To assess alternatively whether Akt increases Sox2 protein concentration by modulating mRNA levels, we again cultured Akt-overexpressing NPCs and empty vector control cells for 5 days under proliferation or differentiation conditions. RNA was isolated, and quantitative RT-PCR for Sox2 was performed on the resulting cDNA (Fig. 3D). As expected, Sox2 transcript concentration decreased upon differentiation of the control cells; however, Sox2 mRNA did not decrease in Akt-overexpressing cells under the same conditions, demonstrating rescue of Sox2 by Akt, similar to the rescue of Sox2 protein expression (Fig. 2). Taken together, these results indicate that Akt may drive Sox2 expression by increasing the levels of its mRNA, rather than promoting Sox2 protein stability; however, more study is required to elucidate the precise mechanism.

Sox2 inhibits differentiation but does not promote proliferation of NPCs

We have shown that Akt upregulates Sox2 expression (Fig. 2), as well as promotes cell proliferation and inhibits differentiation [21], but it is unclear whether Sox2 promotes proliferation, maintains NPC multipotency, or both. We again used the Sox2-overexpressing NPCs, which were confirmed by Western blot analysis (Fig. 4A). Both the Sox2 cell line and an empty vector control cell line were infected in parallel and differentiated with 1 μM RA + 1% FBS, a condition that promotes the generation of both neurons and astrocytes. After 5 days, quantitative RT-PCR of lineage markers was used to analyze cell differentiation (Fig. 4B). We have previously shown this technique to be a reliable measure of NPC differentiation [40], and it has been used in other work [21,40,4346]. Compared with cells infected with the control vector, Sox2-overexpressing NPCs had significantly decreased expression of both the neuronal marker β-tubulin III and the astrocytic marker GFAP; however, GFAP expression was more strongly inhibited than β-tubulin III, very similar to previous results in cells overexpressing wild-type Akt [21].

FIG. 4.
Sox2 inhibits differentiation without affecting proliferation of NPCs. (A) Lysates from cells overexpressing Sox2 or vector control were probed to confirm Sox2 overexpression. Loading control: GAPDH. (B) Cells overexpressing Sox2 or vector control were ...

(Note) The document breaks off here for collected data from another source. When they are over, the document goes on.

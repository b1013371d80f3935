use super::*;

/// `window.localStorage`. Reads fail soft when storage is blocked.
#[derive(Debug, Clone, Copy, Default)]
pub(super) struct LocalStorageStore;

impl LocalStorageStore {
    fn storage() -> Option<web_sys::Storage> {
        web_sys::window()?.local_storage().ok()?
    }
}

impl KeyValueStore for LocalStorageStore {
    fn get_item(&self, key: &str) -> Option<String> {
        Self::storage()?.get_item(key).ok()?
    }

    fn set_item(&self, key: &str, value: &str) -> Result<(), StorageError> {
        let storage = Self::storage().ok_or(StorageError::Unavailable)?;
        storage
            .set_item(key, value)
            .map_err(|_| StorageError::Write {
                key: key.to_string(),
            })
    }

    fn remove_item(&self, key: &str) {
        if let Some(storage) = Self::storage() {
            let _ = storage.remove_item(key);
        }
    }
}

We have also previously shown that Akt strongly upregulates NPC proliferation [21]. To determine whether Sox2 has a similar effect, we cultured the cells in both a WST-1 assay, measuring live cells, and a BrdU proliferation assay (Fig. 4C, D). In the WST-1 assay, Sox2 overexpression surprisingly had no effect on the number of live NPCs in the absence of FGF-2. Further, it moderately decreased viable NPCs in the presence of the growth factor. Similarly, Sox2 overexpression had no effect on overall NPC proliferation, or more specifically DNA synthesis, as determined in the BrdU assay. Taken together, these results indicate that Sox2 inhibits NPC differentiation, consistent with its known role in self-renewal [27,28], but does not promote NPCs proliferation.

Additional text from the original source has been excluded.